6 Replies Latest reply on Oct 25, 2006 3:23 AM by manik

    Documenting Limitations of FileCacheLoader

    brian.stansberry

      Discussion thread for http://jira.jboss.com/jira/browse/JBCACHE-807

      I'll do this, but would like input from others on the specific issues with FCL, and in what, if any, use cases it's production use is acceptable.

      My understanding of the problem with FCL is that the filesystem is not a transactional resource and FCL only makes a small attempt to deal with this (by writing transaction-scoped changes during the commit phase rather than prepare.) This would be an issue if there is some problem writing the changes.

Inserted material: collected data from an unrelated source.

//! Pipeline configuration
//!
//! Decoder, resolver and assembler knobs plus the column-alias table used to
//! resolve input CSV headers. Loaded from TOML; every field has a default so
//! a partial file (or none at all) is valid.

use serde::{Deserialize, Serialize};
use std::collections::BTreeMap;
use std::path::Path;

/// Top-level configuration
#[derive(Debug, Clone, Default, Serialize, Deserialize)]
pub struct PipelineConfig {
    #[serde(default)]
    pub decoder: DecoderConfig,

    #[serde(default)]
    pub resolver: ResolverConfig,

    #[serde(default)]
    pub assembler: AssemblerConfig,

    #[serde(default)]
    pub schema: SchemaConfig,
}

impl PipelineConfig {
    /// Load from TOML file
    pub fn load(path: impl AsRef<Path>) -> anyhow::Result<Self> {
        let contents = std::fs::read_to_string(path)?;
        let config: Self = toml::from_str(&contents)?;
        Ok(config)
    }

    /// Load from `COURTLINE_CONFIG` or the default path, falling back to defaults
    pub fn from_env() -> Self {
        let path =
            std::env::var("COURTLINE_CONFIG").unwrap_or_else(|_| "courtline.toml".to_string());

        Self::load(&path).unwrap_or_else(|e| {
            tracing::debug!("Using default pipeline config ({}): {}", path, e);
            Self::default()
        })
    }

    /// Save to TOML file
    pub fn save(&self, path: impl AsRef<Path>) -> anyhow::Result<()> {
        let contents = toml::to_string_pretty(self)?;
        std::fs::write(path, contents)?;
        Ok(())
    }
}

/// Stream decoding settings
#[derive(Debug, Clone, Serialize, Deserialize)]
pub struct DecoderConfig {
    /// Market type that qualifies a market for decoding
    #[serde(default = "default_market_type")]
    pub market_type: String,

    /// Per-file wall-clock budget; a file exceeding it is abandoned. Checked
    /// between lines only, so a single read that blocks is not interrupted.
    #[serde(default, skip_serializing_if = "Option::is_none")]
    pub file_time_budget_ms: Option<u64>,

    /// Worker threads for batch decode (None = rayon default)
    #[serde(default, skip_serializing_if = "Option::is_none")]
    pub threads: Option<usize>,
}

fn default_market_type() -> String {
    "MATCH_ODDS".to_string()
}

impl Default for DecoderConfig {
    fn default() -> Self {
        Self {
            market_type: default_market_type(),
            file_time_budget_ms: None,
            threads: None,
        }
    }
}

/// Name resolution settings
#[derive(Debug, Clone, Serialize, Deserialize)]
pub struct ResolverConfig {
    /// Enable the fuzzy token-sort strategy
    #[serde(default)]
    pub fuzzy: bool,

    /// Minimum fuzzy score (0-100) to accept a match
    #[serde(default = "default_fuzzy_threshold")]
    pub fuzzy_threshold: f64,
}

fn default_fuzzy_threshold() -> f64 {
    80.0
}

impl Default for ResolverConfig {
    fn default() -> Self {
        Self {
            fuzzy: false,
            fuzzy_threshold: default_fuzzy_threshold(),
        }
    }
}

/// Match assembly settings
#[derive(Debug, Clone, Default, Serialize, Deserialize)]
pub struct AssemblerConfig {
    /// Drop markets that cannot be resolved and joined to a result
    #[serde(default)]
    pub strict: bool,
}

/// Accepted header spellings per expected column, resolved once at load time
#[derive(Debug, Clone, Serialize, Deserialize)]
pub struct SchemaConfig {
    #[serde(default = "default_results_columns")]
    pub results: BTreeMap<String, Vec<String>>,

    #[serde(default = "default_alias_columns")]
    pub aliases: BTreeMap<String, Vec<String>>,
}

impl Default for SchemaConfig {
    fn default() -> Self {
        Self {
            results: default_results_columns(),
            aliases: default_alias_columns(),
        }
    }
}

fn column_table(entries: &[(&str, &[&str])]) -> BTreeMap<String, Vec<String>> {
    entries
        .iter()
        .map(|(name, aliases)| {
            (
                name.to_string(),
                aliases.iter().map(|a| a.to_string()).collect(),
            )
        })
        .collect()
}

fn default_results_columns() -> BTreeMap<String, Vec<String>> {
    column_table(&[
        ("winner_name", &["winner", "winner_full_name"]),
        ("loser_name", &["loser", "loser_full_name"]),
        ("tourney_name", &["tournament", "tourney"]),
        ("tourney_date", &["match_date", "date"]),
        ("round", &[]),
        ("score", &[]),
    ])
}

fn default_alias_columns() -> BTreeMap<String, Vec<String>> {
    column_table(&[
        ("alias", &["raw_name"]),
        ("full_name", &["standard", "canonical_name"]),
    ])
}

      It also basically means that only READ_COMMITTED semantics are possible at the cache loader level; enforcing other semantics requires interaction with the cache's node locking (e.g if a node is read from the filesystem in a tx, an RL is held on the resulting cache load, preventing a write from another thread, hence REPEATABLE_READ.)

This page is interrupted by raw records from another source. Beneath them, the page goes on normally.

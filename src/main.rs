use clap::Parser;
use rss_translator::config::Config;
use rss_translator::pipeline::Pipeline;
use rss_translator::translator;
use tracing::{error, info};

#[tokio::main]
async fn main() -> anyhow::Result<()> {
    tracing_subscriber::fmt::init();
    dotenvy::dotenv().ok();

    let config = Config::parse();
    info!("Starting rss-translator for {}", config.feed_url);

    let translator = translator::from_config(&config)?;
    let pipeline = Pipeline::new(config, translator)?;

    if let Err(e) = pipeline.run().await {
        error!("Pipeline failed: {}", e);
        return Err(e.into());
    }

    info!("Done");
    Ok(())
}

      A potential added problem could be related to locking if the cache is configured with isolation level NONE such that multiple threads could simultaneously get a WL on a node and therefore simultaneously write to the same file.

      Re: uses cases, these limitations are mitigated somewhat if the use case is one where only a single thread should be accessing a given Fqn at any time. For example, possibly session management with sticky sessions. But, consideration needs to be given to factors like any background thread doing eviction.

      Comments?

        • 1. Re: Documenting Limitations of FileCacheLoader
          galder.zamarreno

          +1

          I think it should go on documentation as this information is crucial for the
          customer to be able to make the decision on which CL to use and be aware of
          the limitations.

          Looking back on people's past experience, I think FLC does not perform well
          when handling big trees.

          Also, The use of a FileCacheLoader over a shared filesystem by NFS is bad;
          concurrent access to the file cannot be prevented, therefore you are likely to
          experience inconsistencies caused by concurrent updates to the same file.
          Even if I added file locks, some NFS implementations might even ignore the
          lock requests altogether... ( thanks Bela :-) )

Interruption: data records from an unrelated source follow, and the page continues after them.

use crate::types::{FeedEntry, PipelineError, Result};
use chrono::Utc;
use feed_rs::parser;
use tracing::{debug, info};

/// Parses RSS or Atom content into feed entries, in document order.
/// A feed that parses but yields no usable entries is an error here rather
/// than an empty value handed silently to downstream stages.
pub fn parse_feed(content: &str) -> Result<Vec<FeedEntry>> {
    debug!("Parsing feed content ({} bytes)", content.len());

    let feed = parser::parse(content.as_bytes())
        .map_err(|e| PipelineError::Parse(format!("failed to parse feed: {}", e)))?;

    let entries: Vec<FeedEntry> = feed.entries.into_iter().filter_map(parse_entry).collect();

    if entries.is_empty() {
        return Err(PipelineError::Parse("feed contained no entries".to_string()));
    }

    info!("Parsed feed with {} entries", entries.len());
    Ok(entries)
}

/// Optional fields are resolved once here; entries without a link are
/// dropped because there is nothing to render them against.
fn parse_entry(entry: feed_rs::model::Entry) -> Option<FeedEntry> {
    let link = entry.links.first()?.href.clone();

    let title = entry
        .title
        .map(|t| t.content)
        .unwrap_or_else(|| "Untitled".to_string());

    let summary = entry.summary.map(|s| s.content).unwrap_or_default();

    let published_at = entry.published.map(|dt| dt.with_timezone(&Utc));

    Some(FeedEntry {
        title,
        summary,
        link,
        published_at,
    })
}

          • 2. Re: Documenting Limitations of FileCacheLoader
            manik

            Not just NFS, but most shared file systems including SMB do not have a proper notion of file locks (perhaps RHAT's GFS may be different).

            And Galder is right, FCL is not performant for large trees since this involves directory traversal, but then again I'm sure this depends on the file system used (ext3 vs reiserfs vs Windows NTFS, etc).

            To be honest, I tend to recommend not using this at all in production. I think a much better bet would be the JDBM cache loader, which is pretty poorly documented at the moment.

            • 3. Re: Documenting Limitations of FileCacheLoader
              galder.zamarreno

              I only realised JDBM couple of days ago when I was comparing 1.3.x to 1.4.x.
              At least it's transactional which is already better than FCL.

              Manik, did you code the JDBM CL? what other differences/bonuses did you
              find compared to FCL?

              • 4. Re: Documenting Limitations of FileCacheLoader
                brian.stansberry

                Elias Ross (aka genman) submitted it.

                There's a comment in JdbmCacheLoader javadoc: "Does not support transaction isolation."

                "Manik Surtani" wrote:
                To be honest, I tend to recommend not using this at all in production. I think a much better bet would be the JDBM cache loader, which is pretty poorly documented at the moment.


                Hmm. The default passivation cache for EJB3 SFSBs and HttpSessions (Hany's work) both use FCL. Some other options:

                1) Use JDBCCacheLoader working off of DefaultDS. We of course recommend using a production DB to replace Hypersonic; this becomes another reason to do this. And now that production db needs to have the appropriate tables or let JDBCCacheLoader create them.

                2) Use JdbmCacheLoader. Now we've got another embedded db.

                • 5. Re: Documenting Limitations of FileCacheLoader

                  I'd say either JDBCCacheLoader (or even the SleepyCat BdbjeCacheLoader, although it may not be well tested) for production usage. As Brian mentioned, this is aligned with our AS recommendation.

                  • 6. Re: Documenting Limitations of FileCacheLoader
                    manik

                    Hmm, wouldn't JDBM perform a lot better than a JDBC cache loader, even if it is backed by a local DB like Hypersonic?

                    I agree about the consistency wrt. the JDBC cache loader though.